Une telle réactivité n’est possible que grâce au consensus social qui règne en Suisse. Les organisations patronales et syndicales sont unies dans un même but : ne pas laisser les finances du régime d’assurance chômage se dégrader. Une différence majeure avec la situation française.
5. Le Danemark, médaille d’or de l’anti-corruption
Noté 88/100 dans le classement publié fin janvier, le Danemark se place en tête des nations les plus vertueuses contre la corruption depuis 10 ans, d’après l’ONG Transparency International.

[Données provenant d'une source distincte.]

/// Shared buffer layout.
/// Must stay in sync with TypeScript `protocol.ts`.
///
/// Layout (all values in f32 / 4 bytes):
/// ```text
/// [Header: 16 floats]
/// [Instances: max_instances × 8 floats]
/// [Batches: max_batches × 3 floats]
/// [Events: max_events × 4 floats]
/// [Camera: 16 floats]
/// ```
///
/// Capacities are written into the header every frame.
/// TypeScript reads them from the header to compute offsets dynamically.

use crate::api::game::GameConfig;

/// Number of floats in the header section.
pub const HEADER_FLOATS: usize = 16;

/// Header field indices.
pub const HEADER_LOCK: usize = 0;
pub const HEADER_FRAME_COUNTER: usize = 1;
pub const HEADER_PROTOCOL_VERSION: usize = 2;
pub const HEADER_MAX_INSTANCES: usize = 3;
pub const HEADER_INSTANCE_COUNT: usize = 4;
pub const HEADER_MAX_BATCHES: usize = 5;
pub const HEADER_BATCH_COUNT: usize = 6;
pub const HEADER_MAX_EVENTS: usize = 7;
pub const HEADER_EVENT_COUNT: usize = 8;
pub const HEADER_VIEWPORT_WIDTH: usize = 9;
pub const HEADER_VIEWPORT_HEIGHT: usize = 10;
pub const HEADER_ELAPSED: usize = 11;
pub const HEADER_INTERPOLATION_ALPHA: usize = 12;
// 13..16 reserved

/// Protocol version written into the header.
pub const PROTOCOL_VERSION: f32 = 1.0;

/// Floats per render instance: x, y, z, heading, scale, mesh, variant, param.
pub const INSTANCE_FLOATS: usize = 8;

/// Floats per mesh batch: mesh, start, count.
pub const BATCH_FLOATS: usize = 3;

/// Floats per game event: kind, a, b, c.
pub const EVENT_FLOATS: usize = 4;

/// Floats in the camera block (column-major view-projection matrix).
pub const CAMERA_FLOATS: usize = 16;

/// Per-frame values written into the header next to the fixed capacities.
#[derive(Debug, Clone, Copy, Default, PartialEq)]
pub struct FrameCounts {
    pub frame: u32,
    pub instances: usize,
    pub batches: usize,
    pub events: usize,
    pub viewport_width: f32,
    pub viewport_height: f32,
    pub elapsed: f64,
    pub alpha: f32,
}

/// Runtime-computed buffer layout.
#[derive(Debug, Clone, PartialEq)]
pub struct ProtocolLayout {
    pub max_instances: usize,
    pub max_batches: usize,
    pub max_events: usize,

    /// Offset (in floats) where instance data begins.
    pub instance_data_offset: usize,
    /// Offset (in floats) where batch data begins.
    pub batch_data_offset: usize,
    /// Offset (in floats) where event data begins.
    pub event_data_offset: usize,
    /// Offset (in floats) where the camera matrix begins.
    pub camera_data_offset: usize,

    /// Total buffer size in floats.
    pub buffer_total_floats: usize,
    /// Total buffer size in bytes.
    pub buffer_total_bytes: usize,
}

impl ProtocolLayout {
    /// Compute layout from raw capacity values.
    pub fn new(max_instances: usize, max_batches: usize, max_events: usize) -> Self {
        let instance_data_offset = HEADER_FLOATS;
        let batch_data_offset = instance_data_offset + max_instances * INSTANCE_FLOATS;
        let event_data_offset = batch_data_offset + max_batches * BATCH_FLOATS;
        let camera_data_offset = event_data_offset + max_events * EVENT_FLOATS;
        let buffer_total_floats = camera_data_offset + CAMERA_FLOATS;

        Self {
            max_instances,
            max_batches,
            max_events,
            instance_data_offset,
            batch_data_offset,
            event_data_offset,
            camera_data_offset,
            buffer_total_floats,
            buffer_total_bytes: buffer_total_floats * 4,
        }
    }

    /// Compute layout from a GameConfig.
    pub fn from_config(config: &GameConfig) -> Self {
        Self::new(config.max_instances, config.max_batches, config.max_events)
    }

    /// Fill the header block. Counts above capacity are clamped so the reader
    /// never walks past a section.
    pub fn write_header(&self, header: &mut [f32; HEADER_FLOATS], counts: &FrameCounts) {
        header.fill(0.0);
        header[HEADER_FRAME_COUNTER] = counts.frame as f32;
        header[HEADER_PROTOCOL_VERSION] = PROTOCOL_VERSION;
        header[HEADER_MAX_INSTANCES] = self.max_instances as f32;
        header[HEADER_INSTANCE_COUNT] = counts.instances.min(self.max_instances) as f32;
        header[HEADER_MAX_BATCHES] = self.max_batches as f32;
        header[HEADER_BATCH_COUNT] = counts.batches.min(self.max_batches) as f32;
        header[HEADER_MAX_EVENTS] = self.max_events as f32;
        header[HEADER_EVENT_COUNT] = counts.events.min(self.max_events) as f32;
        header[HEADER_VIEWPORT_WIDTH] = counts.viewport_width;
        header[HEADER_VIEWPORT_HEIGHT] = counts.viewport_height;
        header[HEADER_ELAPSED] = counts.elapsed as f32;
        header[HEADER_INTERPOLATION_ALPHA] = counts.alpha;
    }
}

La justice y est indépendante, les ONG puissantes pour faire le lien entre la société civile et l’État. Il existe aussi un médiateur public et un office de surveillance de la gestion de l’argent public.
La France est… 22e et l’ONG estime que la lutte contre la corruption n’a pas progressé depuis 10 ans dans notre pays. Elle pointe « les attaques portées contre le Parquet national financier et les associations de lutte contre la corruption, ou encore le nombre de membres du gouvernement mis en cause dans des affaires d’atteinte à la probité ».
Elle note aussi qu’« un nombre très important de décisions impactant considérablement les libertés publiques ont été prises dans le cadre très restreint et très opaque du Conseil de défense sanitaire, sans réel débat parlementaire, sans réels contrepouvoirs », durant la crise sanitaire.
L’ONG a récemment publié une liste de 11 propositions aux candidats à la présidentielle, pour une politique publique de lutte contre la corruption. Elle propose notamment de limiter à trois le nombre de mandats consécutifs pour les parlementaires et de rendre obligatoire la publication des rendez-vous des principaux décideurs publics avec des lobbyistes.